Along with the neutron, the proton is the basic building block of the atomic nucleus. But, the source of the proton's spin-a fundamental property, along with charge-has been a long standing puzzle to scientists.

By analyzing data from the BNL Relativistic Heavy Ion Collider (RHIC), the PHENIX collaboration at Brookhaven National Laboratory in Upton, USA, including scientists from the RIKEN BNL Research Center and the RIKEN Nishina Center for Accelerator-Based Science, has now ruled out gluons-the particles that exchange the so-called strong force between the quarks that make up the proton-as the dominant contributor to proton spin1.

There are three quarks-two ‘up' quarks and one ‘down' quark- in the proton.

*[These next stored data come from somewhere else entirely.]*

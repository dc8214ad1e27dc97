//! # Matrix Mapper (`complex`)
//!
//! Pivots entries into a table: one body row per row identity, one column
//! per distinct column key discovered across all sources. When several
//! entries land in the same (row, column) slot, the first one in array order
//! supplies the cell.
//!
//! ```text
//! Item,Week 1,Week 2
//! ortho,3,4
//! cardio,1,
//! ```

use serde_json::Value;

use suro_core::{ArtifactFormat, OutputMapping};

use crate::artifact::Table;
use crate::error::MapperResult;
use crate::extract::{
    collect_matches, first_matches, fit_identity, header_prefix, source_entries, ColumnAxis,
};
use crate::validation::{
    check_axes, check_basics, check_column_cardinality, check_row_shapes, ValidationReport,
};

use super::RowMapper;

/// First-match matrix pivot.
#[derive(Debug, Clone, Copy, Default)]
pub struct MatrixMapper;

impl RowMapper for MatrixMapper {
    fn name(&self) -> &str {
        "complex"
    }

    fn check(&self, mapping: &OutputMapping) -> ValidationReport {
        let mut report = check_basics(mapping, Some(ArtifactFormat::Csv));
        report.merge(check_axes(mapping, true));
        report.merge(check_row_shapes(mapping));
        report.merge(check_row_cardinality(mapping));
        report.merge(check_column_cardinality(mapping));
        report
    }

    fn produce_rows(&self, mapping: &OutputMapping, solution: &Value) -> MapperResult<Table> {
        let columns = ColumnAxis::from_sources(&mapping.sources, solution)?;
        let mut header = header_prefix(&mapping.sources);
        let identity_width = header.len();
        header.extend(columns.headers().map(str::to_string));

        let mut table = Table::new(header);
        for source in &mapping.sources {
            let entries = source_entries(solution, &source.solution_key)?;
            let matches = collect_matches(source, entries, &columns);
            tracing::debug!(
                solution_key = %source.solution_key,
                entries = entries.len(),
                rows = matches.len(),
                "pivoted source"
            );
            for (key, slots) in matches {
                let mut row = fit_identity(key.parts().iter().cloned(), identity_width);
                row.extend(first_matches(slots));
                table.push_row(row);
            }
        }
        Ok(table)
    }
}

/// Every row axis declares as many labels or entry keys as the first.
pub(crate) fn check_row_cardinality(mapping: &OutputMapping) -> ValidationReport {
    let mut report = ValidationReport::ok();
    let mut sources = mapping.sources.iter();
    let Some(first) = sources.next() else {
        return report;
    };
    let expected = first.row.cardinality();
    for source in sources {
        let actual = source.row.cardinality();
        if actual != expected {
            report.add_error(format!(
                "source {:?} has row mapping size {actual}, expected {expected}",
                source.solution_key
            ));
        }
    }
    report
}

#[cfg(test)]
mod tests {
    use serde_json::json;
    use suro_core::{AxisSpec, MappingKind, MappingSource, ValueSpec};

    use super::*;

    fn sessions_mapping() -> OutputMapping {
        OutputMapping::new("sessions.csv", MappingKind::Matrix).with_source(
            MappingSource::new("sessions", AxisSpec::from_entry_keys(["unit"]))
                .with_column(AxisSpec::labelled("Week", ["week"]))
                .with_value(ValueSpec::new(["count"])),
        )
    }

    fn solution() -> Value {
        json!({
            "sessions": [
                {"unit": "ortho", "week": 1, "count": 3},
                {"unit": "ortho", "week": 2, "count": 4},
                {"unit": "cardio", "week": 1, "count": 1},
                {"unit": "ortho", "week": 1, "count": 99}
            ]
        })
    }

    #[test]
    fn pivots_keyed_rows() {
        let table = MatrixMapper.produce_rows(&sessions_mapping(), &solution()).unwrap();
        assert_eq!(table.to_csv(), "Item,Week 1,Week 2\northo,3,4\ncardio,1,");
    }

    #[test]
    fn first_match_wins_on_duplicate_slot() {
        let table = MatrixMapper.produce_rows(&sessions_mapping(), &solution()).unwrap();
        assert_eq!(table.rows()[0][1].as_deref(), Some("3"));
    }

    #[test]
    fn single_label_sources_stack_rows() {
        let mapping = OutputMapping::new("totals.csv", MappingKind::Matrix)
            .with_source(
                MappingSource::new("theatres", AxisSpec::from_labels(["Theatres"]))
                    .with_column(AxisSpec::from_entry_keys(["period"]))
                    .with_value(ValueSpec::new(["n"])),
            )
            .with_source(
                MappingSource::new("beds", AxisSpec::from_labels(["Beds"]))
                    .with_column(AxisSpec::from_entry_keys(["period"]))
                    .with_value(ValueSpec::new(["n"])),
            );
        let solution = json!({
            "theatres": [{"period": 1, "n": 5}, {"period": 2, "n": 6}],
            "beds": [{"period": 2, "n": 30}, {"period": 3, "n": 31}]
        });
        assert!(MatrixMapper.validate(&mapping));
        let table = MatrixMapper.produce_rows(&mapping, &solution).unwrap();
        assert_eq!(table.to_csv(), "Theatres,1,2,3\nTheatres,5,6,\nBeds,,30,31");
    }

    #[test]
    fn composite_row_keys_fill_identity_columns() {
        let mapping = OutputMapping::new("m.csv", MappingKind::Matrix).with_source(
            MappingSource::new("s", AxisSpec::from_entry_keys(["unit", "type"]))
                .with_column(AxisSpec::from_entry_keys(["p"]))
                .with_value(ValueSpec::new(["v"])),
        );
        let solution = json!({"s": [
            {"unit": "A", "type": "x", "p": 1, "v": 1.5},
            {"unit": "A", "type": "y", "p": 1, "v": 2}
        ]});
        let table = MatrixMapper.produce_rows(&mapping, &solution).unwrap();
        assert_eq!(table.to_csv(), "Item,,1\nA,x,1.5\nA,y,2");
    }

    #[test]
    fn empty_column_entry_keys_give_no_columns() {
        let mapping = OutputMapping::new("m.csv", MappingKind::Matrix).with_source(
            MappingSource::new("s", AxisSpec::from_labels(["label"]))
                .with_column(AxisSpec::new(None, Some(vec![]))),
        );
        let table = MatrixMapper
            .produce_rows(&mapping, &json!({"s": [{"column": "1"}]}))
            .unwrap();
        assert_eq!(table.header(), &["label".to_string()]);
        assert_eq!(table.rows(), &[vec![Some("label".to_string())]]);
    }

    #[test]
    fn missing_solution_key_fails() {
        assert!(MatrixMapper
            .produce_rows(&sessions_mapping(), &json!({"other": []}))
            .is_err());
    }

    #[test]
    fn validation_requires_csv_and_columns() {
        assert!(MatrixMapper.validate(&sessions_mapping()));

        let mut wrong_ext = sessions_mapping();
        wrong_ext.file_name = "sessions.json".into();
        assert!(!MatrixMapper.validate(&wrong_ext));

        let mut no_column = sessions_mapping();
        no_column.sources[0].column = None;
        assert!(!MatrixMapper.validate(&no_column));
    }

    #[test]
    fn validation_rejects_mismatched_sources() {
        let mapping = sessions_mapping().with_source(
            MappingSource::new("other", AxisSpec::from_entry_keys(["unit", "type"]))
                .with_column(AxisSpec::from_entry_keys(["week"])),
        );
        let report = MatrixMapper.check(&mapping);
        assert!(!report.is_valid);
        assert!(report.errors.iter().any(|e| e.contains("row mapping size 2")));
    }
}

Each quark has a spin of ½ and they configure with respect to each other-two up and one down-so the sum of their spins is ½. For this reason, scientists thought the spin of the proton, which is also ½, came entirely from quarks.

Experiments in the 1980s, however, showed that quarks only contribute about 25% of the total spin of the proton. “This result was so surprising that it was called the ‘spin-crisis',” says Yasuyuki Akiba, a member of the PHENIX team. Particle physicists were therefore confronted with a fundamental question: What else contributes to the spin of the proton?

Some models predict that the missing spin comes mainly from gluons, while others suggest that the contribution from the orbital angular momentum of quarks within the proton may also be significant. To determine the contribution from gluons, the PHENIX team analyzed data from a year-long experiment performed at RHIC in 2006.

In this experiment, protons were collided at very high energies approximating 200 GeV, where 1 GeV is equal to one billion electron volts, to produce particles called pions. The researchers derived the gluon contribution to the proton spin from the difference between the number of pions produced by colliding protons with their spins lined up in the same direction to one another versus those lined up in opposite directions.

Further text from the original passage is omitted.